(Task to complete):
All lines with the word "against" are to be found and copied from the listing.

(Input):
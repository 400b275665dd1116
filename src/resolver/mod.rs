//! Module resolution
//!
//! Resolves import specifiers to files on disk the way the server runtime
//! would: relative files, absolute files, and packages found in module
//! directories.

mod package;

use std::path::{Path, PathBuf};

use anyhow::Result;
use tracing::debug;

use crate::utils::{clean_path, path_to_module_id};

pub use package::{
    parse_node_module_path, resolve_exports, split_bare_specifier, NodeModulePath, PackageJson,
};

/// Extensions tried when an import omits one, in priority order
pub const EXTENSIONS: [&str; 5] = ["ts", "mjs", "js", "json", "node"];

/// Module resolver
#[derive(Debug, Clone)]
pub struct Resolver {
    /// Module directories searched after walking up from the importer
    module_directories: Vec<PathBuf>,

    /// Export conditions, matched against package `exports`
    conditions: Vec<String>,
}

impl Resolver {
    /// Create a new resolver
    pub fn new(module_directories: Vec<PathBuf>, conditions: Vec<String>) -> Self {
        Self {
            module_directories,
            conditions,
        }
    }

    /// Export conditions for a development or production build
    pub fn export_conditions(dev: bool) -> Vec<String> {
        let mode = if dev { "development" } else { "production" };
        ["default", mode, "module", "node", "import"]
            .iter()
            .map(|c| c.to_string())
            .collect()
    }

    pub fn module_directories(&self) -> &[PathBuf] {
        &self.module_directories
    }

    /// Resolve an import specifier to an absolute file path
    pub fn resolve(&self, specifier: &str, importer: Option<&Path>) -> Result<Option<PathBuf>> {
        debug!("Resolving '{}' from {:?}", specifier, importer);

        if specifier.starts_with('.') {
            let Some(base_dir) = importer.and_then(Path::parent) else {
                return Ok(None);
            };
            let joined = clean_path(&path_to_module_id(&base_dir.join(specifier)));
            return Ok(self.resolve_file(Path::new(&joined)));
        }

        if Path::new(specifier).is_absolute() {
            return Ok(self.resolve_file(Path::new(specifier)));
        }

        if let Some(from) = importer.and_then(Path::parent) {
            if let Some(resolved) = self.resolve_bare(specifier, from)? {
                return Ok(Some(resolved));
            }
        }

        self.resolve_in_module_directories(specifier)
    }

    /// Resolve a bare specifier against the configured module directories only
    pub fn resolve_in_module_directories(&self, specifier: &str) -> Result<Option<PathBuf>> {
        for dir in &self.module_directories {
            if let Some(resolved) = self.resolve_in_node_modules(dir, specifier)? {
                return Ok(Some(resolved));
            }
        }
        Ok(None)
    }

    /// Locate the directory of package `name`, walking up from `from` and then
    /// through the module directories
    pub fn find_package_dir(&self, name: &str, from: &Path) -> Option<PathBuf> {
        let mut current = from.to_path_buf();
        loop {
            let candidate = current.join("node_modules").join(name);
            if candidate.join("package.json").is_file() {
                return Some(candidate);
            }
            if !current.pop() {
                break;
            }
        }

        self.module_directories
            .iter()
            .map(|dir| dir.join(name))
            .find(|candidate| candidate.join("package.json").is_file())
    }

    /// Resolve the main entry of a package directory
    pub fn package_entry(&self, package_dir: &Path) -> Result<Option<PathBuf>> {
        self.resolve_package_subpath(package_dir, None)
    }

    /// Try a file path as-is, with extensions, then as a directory index
    fn resolve_file(&self, target: &Path) -> Option<PathBuf> {
        if target.is_file() {
            return Some(target.to_path_buf());
        }

        for ext in &EXTENSIONS {
            let with_ext = PathBuf::from(format!("{}.{}", target.display(), ext));
            if with_ext.is_file() {
                return Some(with_ext);
            }
        }

        if target.is_dir() {
            for ext in &EXTENSIONS {
                let index = target.join(format!("index.{}", ext));
                if index.is_file() {
                    return Some(index);
                }
            }
        }

        None
    }

    /// Resolve a bare import by walking up node_modules directories
    fn resolve_bare(&self, specifier: &str, from: &Path) -> Result<Option<PathBuf>> {
        let mut current = from.to_path_buf();

        loop {
            let node_modules = current.join("node_modules");

            if node_modules.is_dir() {
                if let Some(resolved) = self.resolve_in_node_modules(&node_modules, specifier)? {
                    return Ok(Some(resolved));
                }
            }

            if !current.pop() {
                break;
            }
        }

        Ok(None)
    }

    /// Resolve a module within a node_modules directory
    fn resolve_in_node_modules(&self, node_modules: &Path, specifier: &str) -> Result<Option<PathBuf>> {
        let Some((package_name, subpath)) = split_bare_specifier(specifier) else {
            return Ok(None);
        };

        let package_dir = node_modules.join(&package_name);

        if !package_dir.is_dir() {
            return Ok(None);
        }

        self.resolve_package_subpath(&package_dir, subpath.as_deref())
    }

    fn resolve_package_subpath(&self, package_dir: &Path, subpath: Option<&str>) -> Result<Option<PathBuf>> {
        let package_json = package_dir.join("package.json");
        let pkg = if package_json.is_file() {
            Some(PackageJson::read(package_dir)?)
        } else {
            None
        };

        let export_key = match subpath {
            Some(sub) => format!("./{}", sub),
            None => ".".to_string(),
        };

        if let Some(exports) = pkg.as_ref().and_then(|p| p.exports.as_ref()) {
            if let Some(target) = resolve_exports(exports, &export_key, &self.conditions) {
                if let Some(resolved) = self.resolve_file(&package_dir.join(target.trim_start_matches("./"))) {
                    return Ok(Some(resolved));
                }
            }
        }

        if let Some(sub) = subpath {
            return Ok(self.resolve_file(&package_dir.join(sub)));
        }

        // `module` is intentionally not consulted: externals must stay loadable by the runtime
        if let Some(main) = pkg.as_ref().and_then(|p| p.main.as_deref()) {
            if let Some(resolved) = self.resolve_file(&package_dir.join(main.trim_start_matches("./"))) {
                return Ok(Some(resolved));
            }
        }

        Ok(self.resolve_file(&package_dir.join("index")))
    }
}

(Exercise response):
    /// Export conditions, matched against package `exports`
    /// Resolve a bare specifier against the configured module directories only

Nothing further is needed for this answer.